### Work instruction
All entries below are to be retyped in full, precisely as they appear.
::::::
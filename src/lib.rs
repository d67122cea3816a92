//! Vectorized access to [OGR](https://gdal.org/) vector data through Arrow arrays.
//!
//! Layers are read into whole columns at once: one Arrow array per attribute field, a binary
//! array of ISO WKB geometries and, on request, the feature ids. Writing goes the other way,
//! from a [`ColumnarBatch`] to a new or existing layer.
//!
//! ## Use
//!
//! ```no_run
//! use ogrio::read::{read_arrays, ReadOptions};
//!
//! let options = ReadOptions {
//!     where_clause: Some("pop > 1000000".to_string()),
//!     ..Default::default()
//! };
//! let result = read_arrays("fixtures/regions.geojson", &options).unwrap();
//! for name in result.batch.column_names() {
//!     println!("{name}: {:?}", result.batch.column(name).map(|c| c.data_type()));
//! }
//! let record_batch = result.batch.into_record_batch().unwrap();
//! println!("{} rows", record_batch.num_rows());
//! ```
//!
//! Every operation captures the native error stack for its duration (see [`error_stack`]):
//! native failures come back as [`errors::OgrioError`] values and native warnings are logged
//! through the `log` facade and returned with the result.

#![crate_name = "ogrio"]
#![crate_type = "lib"]

pub mod batch;
pub mod config;
pub mod cpl;
mod dataset;
mod driver;
pub mod error_stack;
pub mod errors;
mod options;
pub mod read;
pub mod schema;
pub mod spatial_ref;
pub mod types;
mod utils;
pub mod vector;
pub mod version;
pub mod write;

#[cfg(test)]
mod test_utils;

pub use batch::ColumnarBatch;
pub use dataset::{Dataset, LayerIterator, LayerOptions, LayerSelector, Transaction};
pub use driver::{
    detect_write_driver, list_drivers, list_vector_drivers, Driver, DriverCapabilities,
    DriverInfo, DriverIterator, DriverManager,
};
pub use options::{DatasetOptions, GdalOpenFlags};
pub use read::{read_arrays, read_bounds, BatchReader, BoundingBox, ReadOptions};
pub use schema::{list_layers, read_info, LayerInfo, LayerSchema};
pub use vector::{GeometryType, Layer};
pub use write::{write_arrays, WriteMode, WriteOptions};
::::::
### Output for this exercise
filename src/lib.rs
repository d67122cea3816a92
//! Vectorized access to [OGR](https://gdal.org/) vector data through Arrow arrays.
//!
//! Layers are read into whole columns at once: one Arrow array per attribute field, a binary
//! array of ISO WKB geometries and, on request, the feature ids. Writing goes the other way,
//! from a [`ColumnarBatch`] to a new or existing layer.
//!
//! ## Use
//!
//! ```no_run
//! use ogrio::read::{read_arrays, ReadOptions};
//!
//! let options = ReadOptions {
//!     where_clause: Some("pop > 1000000".to_string()),
//!     ..Default::default()
//! };
//! let result = read_arrays("fixtures/regions.geojson", &options).unwrap();
//! for name in result.batch.column_names() {
//!     println!("{name}: {:?}", result.batch.column(name).map(|c| c.data_type()));
//! }
//! let record_batch = result.batch.into_record_batch().unwrap();
//! println!("{} rows", record_batch.num_rows());
//! ```
//!
//! Every operation captures the native error stack for its duration (see [`error_stack`]):
//! native failures come back as [`errors::OgrioError`] values and native warnings are logged
//! through the `log` facade and returned with the result.

#![crate_name = "ogrio"]
#![crate_type = "lib"]

pub mod batch;
pub mod config;
pub mod cpl;
mod dataset;
mod driver;
pub mod error_stack;
pub mod errors;
mod options;
pub mod read;
pub mod schema;
pub mod spatial_ref;
pub mod types;
mod utils;
pub mod vector;
pub mod version;
pub mod write;

#[cfg(test)]
mod test_utils;

pub use batch::ColumnarBatch;
pub use dataset::{Dataset, LayerIterator, LayerOptions, LayerSelector, Transaction};
pub use driver::{
    detect_write_driver, list_drivers, list_vector_drivers, Driver, DriverCapabilities,
    DriverInfo, DriverIterator, DriverManager,
};
pub use options::{DatasetOptions, GdalOpenFlags};
pub use read::{read_arrays, read_bounds, BatchReader, BoundingBox, ReadOptions};
pub use schema::{list_layers, read_info, LayerInfo, LayerSchema};
pub use vector::{GeometryType, Layer};
pub use write::{write_arrays, WriteMode, WriteOptions};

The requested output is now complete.